Fiche du document numéro 8881

Num
8881
Date
Lundi 13 juin 1994
Amj
Auteur
Taille
98152
Titre
Témoin d'un génocide
Lieu cité
Cote
no 15498
Source
Type
Article de journal
Langue
FR
Citation
Préfecture de Kibungo. L'énumération des communes la composant revient à celle des charniers laissés derrière elles par les milices et les troupes « régulières » reculant devant les troupes du FPR. Partout des monceaux de cadavres et entre deux villages, des pistes jonchées de corps en décomposition, ceux des fuyards rattrapés par les assassins gouvernementaux. Enfants, femmes et hommes, dans un immonde mélange.
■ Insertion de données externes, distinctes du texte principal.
//! Component integration tests for the notification channel.
//!
//! A real engine produces the events, a manual clock stands in for wall
//! time and a recording capability tracks what the user would see.

use std::sync::Arc;

use tokio::sync::mpsc;

use cookflow::config::NotificationConfig;
use cookflow::notification::{
    dispatcher, ManualClock, MockNotificationCapability, NotificationChannel,
    NotificationDispatcher, NotificationKind, UrgencyTier,
};
use cookflow::session::{total_progress, SessionEngine, SessionEvent};
use cookflow::types::{SessionSpec, Step};

// ============================================================================
// Test Helpers
// ============================================================================

struct Rig {
    engine: SessionEngine,
    events: mpsc::UnboundedReceiver<SessionEvent>,
    channel: NotificationChannel<ManualClock>,
    dispatcher: NotificationDispatcher<Arc<MockNotificationCapability>>,
    clock: ManualClock,
    mock: Arc<MockNotificationCapability>,
}

impl Rig {
    fn new(spec: SessionSpec) -> Self {
        let spec = Arc::new(spec);
        let mock = Arc::new(MockNotificationCapability::new());
        let (sender, dispatcher) = dispatcher(Some(Arc::clone(&mock)));
        let clock = ManualClock::new(1_700_000_000_000);
        let channel = NotificationChannel::new(
            Arc::clone(&spec),
            sender,
            clock.clone(),
            NotificationConfig::default(),
        );
        let (tx, events) = mpsc::unbounded_channel();
        let mut engine = SessionEngine::new(tx);
        engine.start(spec).unwrap();

        Self {
            engine,
            events,
            channel,
            dispatcher,
            clock,
            mock,
        }
    }

    /// Feeds queued engine events to the channel and executes the result.
    async fn sync(&mut self) {
        while let Ok(event) = self.events.try_recv() {
            self.channel.handle_event(&event);
        }
        self.dispatcher.pump().await;
    }

    /// One tick, `step_ms` of wall time after the previous one.
    async fn tick(&mut self, step_ms: u64) {
        self.clock.advance_ms(step_ms);
        self.engine.tick().unwrap();
        self.sync().await;
    }

    fn countdown_remaining(&self) -> Vec<u32> {
        self.mock
            .scheduled()
            .iter()
            .filter_map(|request| match request.content.kind {
                NotificationKind::Countdown {
                    remaining_seconds, ..
                } => Some(remaining_seconds),
                _ => None,
            })
            .collect()
    }
}

fn single_step(seconds: u32) -> SessionSpec {
    SessionSpec::new("Rice", vec![Step::new(1, "Simmer", "Simmer covered", seconds)]).unwrap()
}

// ============================================================================
// Throttling
// ============================================================================

#[tokio::test]
async fn test_throttle_at_one_hertz() {
    let mut rig = Rig::new(single_step(120));
    rig.engine.resume().unwrap();
    rig.sync().await;

    for _ in 0..120 {
        rig.tick(1_000).await;
    }

    let emitted = rig.countdown_remaining();
    let urgent: Vec<u32> = emitted.iter().copied().filter(|r| *r <= 60).collect();
    let relaxed: Vec<u32> = emitted.iter().copied().filter(|r| *r > 60).collect();

    assert_eq!(urgent, (1..=60).rev().collect::<Vec<_>>());
    assert!(!relaxed.is_empty() && relaxed.len() <= 60);
    assert!(emitted.contains(&61));
    assert!(emitted.contains(&60));
}

#[tokio::test]
async fn test_throttle_with_fast_ticks() {
    let mut rig = Rig::new(single_step(120));
    rig.engine.resume().unwrap();
    rig.sync().await;

    for _ in 0..120 {
        rig.tick(250).await;
    }

    let emitted = rig.countdown_remaining();
    let relaxed = emitted.iter().filter(|r| **r > 60).count();
    let urgent = emitted.iter().filter(|r| **r <= 60).count();

    // 59 non-urgent ticks a quarter second apart
    assert!(relaxed >= 1 && relaxed <= 15, "relaxed emissions: {}", relaxed);
    assert_eq!(urgent, 60);
}

#[tokio::test]
async fn test_urgency_tiers_follow_remaining_time() {
    let mut rig = Rig::new(single_step(90));
    rig.engine.resume().unwrap();
    rig.sync().await;

    for _ in 0..90 {
        rig.tick(1_000).await;
    }

    for request in rig.mock.scheduled() {
        if let NotificationKind::Countdown {
            remaining_seconds, ..
        } = request.content.kind
        {
            assert_eq!(
                request.content.priority,
                UrgencyTier::from_remaining(remaining_seconds)
            );
        }
    }
}

// ============================================================================
// Handle discipline
// ============================================================================

#[tokio::test]
async fn test_at_most_one_live_notification() {
    let spec = SessionSpec::new(
        "Soup",
        vec![
            Step::new(1, "Sweat", "Sweat the onions", 70),
            Step::new(2, "Simmer", "Simmer the stock", 65),
        ],
    )
    .unwrap();
    let mut rig = Rig::new(spec);

    rig.engine.resume().unwrap();
    rig.sync().await;
    for i in 0..70 {
        rig.tick(1_000).await;
        assert!(rig.mock.live_handles().len() <= 1, "tick {}", i);
        if i == 20 {
            rig.engine.pause().unwrap();
            rig.sync().await;
            assert_eq!(rig.mock.live_handles().len(), 1);
            rig.engine.resume().unwrap();
            rig.sync().await;
        }
    }

    // the "tap to continue" alert is the only thing left
    let live = rig.mock.live_handles();
    assert_eq!(live.len(), 1);
    assert_eq!(rig.channel.alert_handle().map(|h| live.contains(&h)), Some(true));

    rig.engine.advance_step().unwrap();
    rig.sync().await;
    assert!(rig.mock.live_handles().is_empty());

    rig.engine.resume().unwrap();
    rig.sync().await;
    for _ in 0..65 {
        rig.tick(1_000).await;
        assert!(rig.mock.live_handles().len() <= 1);
    }

    let last = rig.mock.scheduled().pop().unwrap();
    assert_eq!(last.content.kind, NotificationKind::SessionComplete);
    assert_eq!(total_progress(rig.engine.state(), rig.engine.spec().unwrap()), 1.0);
}

#[tokio::test]
async fn test_abort_is_idempotent_and_sweeps_once_or_more() {
    let mut rig = Rig::new(single_step(120));
    rig.engine.resume().unwrap();
    rig.sync().await;
    rig.tick(1_000).await;

    rig.engine.abort().unwrap();
    rig.engine.abort().unwrap();
    rig.sync().await;
    rig.channel.stop();
    rig.dispatcher.pump().await;

    assert!(rig.mock.cancel_all_count() >= 1);
    assert!(rig.mock.live_handles().is_empty());
}

#[tokio::test]
async fn test_partial_schedule_failure_cleared_by_stop() {
    let mut rig = Rig::new(single_step(120));
    rig.mock.set_should_fail(true);
    rig.engine.resume().unwrap();
    rig.sync().await;

    for _ in 0..5 {
        rig.tick(1_000).await;
    }
    assert!(!rig.mock.live_handles().is_empty());

    rig.channel.stop();
    rig.dispatcher.pump().await;

    assert!(rig.mock.live_handles().is_empty());
    assert!(rig.dispatcher.is_enabled());
}

#[tokio::test]
async fn test_revoked_permission_disables_without_touching_engine() {
    let mut rig = Rig::new(single_step(10));
    rig.engine.resume().unwrap();
    rig.sync().await;
    rig.tick(1_000).await;

    rig.mock.set_deny_permission(true);
    for _ in 0..9 {
        rig.tick(1_000).await;
    }

    assert!(!rig.dispatcher.is_enabled());
    assert_eq!(rig.engine.state().total_elapsed_seconds, 10);
    assert!(rig.engine.status().is_terminal());
}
Ce n'est pas tout à fait exact. Souvent, des linges signalent les bébés et les enfants en bas âge. Leurs corps ont, presque sans exception, été recouverts. Certes, il n'y a pas de limites dans l'atrocité, mais il y a une sorte de frontière psychologique où, sans que l'on sache exactement pourquoi, les survivants craquent: une horreur dans l'horreur que l'on ne peut supporter et que l'on voudrait cacher à la face du soleil. Dans ce cas précis, elle porte un nom: le cadavre mutilé d'un gosse.
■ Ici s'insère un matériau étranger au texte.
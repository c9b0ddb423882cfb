//! Cookflow CLI - guided cooking timer
//!
//! Walks through a recipe one step at a time:
//! - a countdown per step, started and confirmed by the cook
//! - overall progress across all steps
//! - a persistent notification mirroring the countdown

use anyhow::{Context, Result};
use clap::{CommandFactory, Parser};

use cookflow::cli::{cook, load_recipe, Cli, Commands, Display};
use cookflow::config::AppConfig;

/// Main entry point
#[tokio::main(flavor = "current_thread")]
async fn main() {
    // Parse command line arguments
    let cli = Cli::parse();

    // Initialize logging
    init_tracing(cli.verbose);

    // Execute command
    if let Err(e) = execute(cli).await {
        Display::show_error(&format!("{:#}", e));
        std::process::exit(1);
    }
}

/// Initializes the tracing subscriber for logging.
fn init_tracing(verbose: bool) {
    use tracing_subscriber::{fmt, EnvFilter};

    let default_level = if verbose { "info" } else { "warn" };
    let filter =
        EnvFilter::try_from_default_env().unwrap_or_else(|_| EnvFilter::new(default_level));

    fmt()
        .with_env_filter(filter)
        .with_target(false)
        .without_time()
        .with_writer(std::io::stderr)
        .init();
}

/// Executes the CLI command.
async fn execute(cli: Cli) -> Result<()> {
    if cli.verbose {
        tracing::info!("Verbose mode enabled");
    }

    match cli.command {
        Some(Commands::Cook(args)) => {
            let config = AppConfig::load(cli.config.as_deref())?;
            let outcome = cook(&args, &config).await?;
            if args.json {
                Display::show_outcome_json(&outcome).context("Failed to write summary")?;
            } else {
                Display::show_outcome(&outcome);
            }
        }
        Some(Commands::Plan { recipe, json }) => {
            let spec = load_recipe(&recipe)?;
            if json {
                Display::show_plan_json(&spec).context("Failed to write plan")?;
            } else {
                Display::show_plan(&spec);
            }
        }
        Some(Commands::Validate { recipe }) => {
            let spec = load_recipe(&recipe)?;
            Display::show_valid(&spec);
        }
        Some(Commands::Completions { shell }) => {
            generate_completions(shell);
        }
        None => {
            // No command provided, show help
            Cli::command().print_help()?;
        }
    }

    Ok(())
}

/// Generates shell completion scripts.
fn generate_completions(shell: clap_complete::Shell) {
    use clap_complete::generate;
    use std::io;

    let mut cmd = Cli::command();
    let bin_name = cmd.get_name().to_string();
    generate(shell, &mut cmd, bin_name, &mut io::stdout());
}

// ============================================================================
// Tests
// ============================================================================

#[cfg(test)]
mod tests {
    use super::*;

    #[test]
    fn test_cli_parse_no_args() {
        let cli = Cli::parse_from(["cookflow"]);
        assert!(cli.command.is_none());
    }

    #[test]
    fn test_cli_parse_validate() {
        let cli = Cli::parse_from(["cookflow", "validate", "recipe.json"]);
        assert!(matches!(cli.command, Some(Commands::Validate { .. })));
    }

    #[test]
    fn test_cli_parse_verbose() {
        let cli = Cli::parse_from(["cookflow", "--verbose", "plan", "recipe.json"]);
        assert!(cli.verbose);
    }

    #[test]
    fn test_cli_definition_is_consistent() {
        Cli::command().debug_assert();
    }
}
L'orphelinat du père Blanchard, dans le quartier de Nyamirambo, à Kigali, n'existe plus. Les milices sont passées par là. Comme elles sont passées à Byumba, à Kibungo, à Rukara, à Rwamagana... Comme elles massacrent toujours à Butare et dans les communes du Sud encore détenues par les troupes de la dictature. A Rusumo, le pont qui enjambe la rivière Akagera marquant la frontière avec la Tanzanie, les corps des suppliciés ne cessent de tourbillonner avant de disparaître derrière le méandre suivant. En sept minutes, j'ai compté ainsi 6 cadavres. Dont ceux de 2 enfants. A peine une tache noire sur les flots.
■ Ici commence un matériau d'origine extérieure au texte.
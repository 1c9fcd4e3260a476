// crates/export-media/src/render/coordinator.rs
//
// Pulls source frames (camera PiP already composited onto them upstream by
// `CameraPipCompositor`, see exporter.rs), submits each to the render worker
// pool, and hands rendered frames to the reassembler in sequential order
// (§4.7/§4.8).
//
// Grounded on the same dedicated-thread-plus-bounded-channel shape as
// `worker.rs::MediaWorker::new`; the coordinator itself is the "submit loop"
// half of that pattern, with `RenderWorkerPool` as the worker half.

use std::sync::Arc;
use std::time::Duration;

use export_core::model::{FrameIndex, RenderPlan};

use crate::decoder::RawFrame;
use crate::reassembler::FrameReassembler;
use crate::render::pool::{RenderJob, RenderWorkerPool};

pub struct RenderCoordinator {
    pool: RenderWorkerPool,
    reassembler: FrameReassembler,
    plan: Arc<RenderPlan>,
    fps: f64,
}

impl RenderCoordinator {
    pub fn new(worker_count: usize, plan: Arc<RenderPlan>, fps: f64) -> Self {
        let pool = RenderWorkerPool::new(worker_count, Arc::clone(&plan));
        RenderCoordinator { pool, reassembler: FrameReassembler::new(), plan, fps }
    }

    /// Submits one source frame for rendering at its effective timeline
    /// position.
    pub fn submit(&mut self, index: FrameIndex, source: RawFrame) {
        let t_eff_ms = ((index.0 as f64 / self.fps) * 1000.0) as i64;
        self.pool.submit(RenderJob {
            index,
            frame: source.rgba,
            width: source.width,
            height: source.height,
            t_eff_ms,
        });
    }

    /// Drains any render results available so far into the reassembler.
    pub fn drain_available(&mut self) {
        while let Ok(rendered) = self.pool.results().try_recv() {
            self.reassembler.insert(rendered.index, rendered.frame);
        }
    }

    /// Blocks briefly waiting for at least one more render result.
    pub fn wait_for_next(&mut self, timeout: Duration) {
        if let Ok(rendered) = self.pool.results().recv_timeout(timeout) {
            self.reassembler.insert(rendered.index, rendered.frame);
        }
    }

    pub fn pop_sequential(&mut self) -> Option<(FrameIndex, Vec<u8>)> {
        self.reassembler.pop_next()
    }

    pub fn plan(&self) -> &RenderPlan {
        &self.plan
    }

    pub fn shutdown(self) {
        self.pool.shutdown();
    }
}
Au Conseil de sécurité de l'ONU, Paris s'est opposé à l'emploi du terme « génocide »; Washington vient de diffuser une consigne à ses porte-parole pour qu'ils fassent de même... Devant cette hypocrisie, le massacre des enfants rwandais - ceux des familles tutsies et ceux des familles des opposants hutus à la dictature - prend valeur de gifle: il est la preuve du crime contre l'humanité perpétré par le gouvernement de ce pays. « Une machine à tuer son peuple », expression que j'ai entendue juste après que l'on m'eut fait voir le puits de Kiziguro, devenu fosse commune pour plus de 700 martyrs.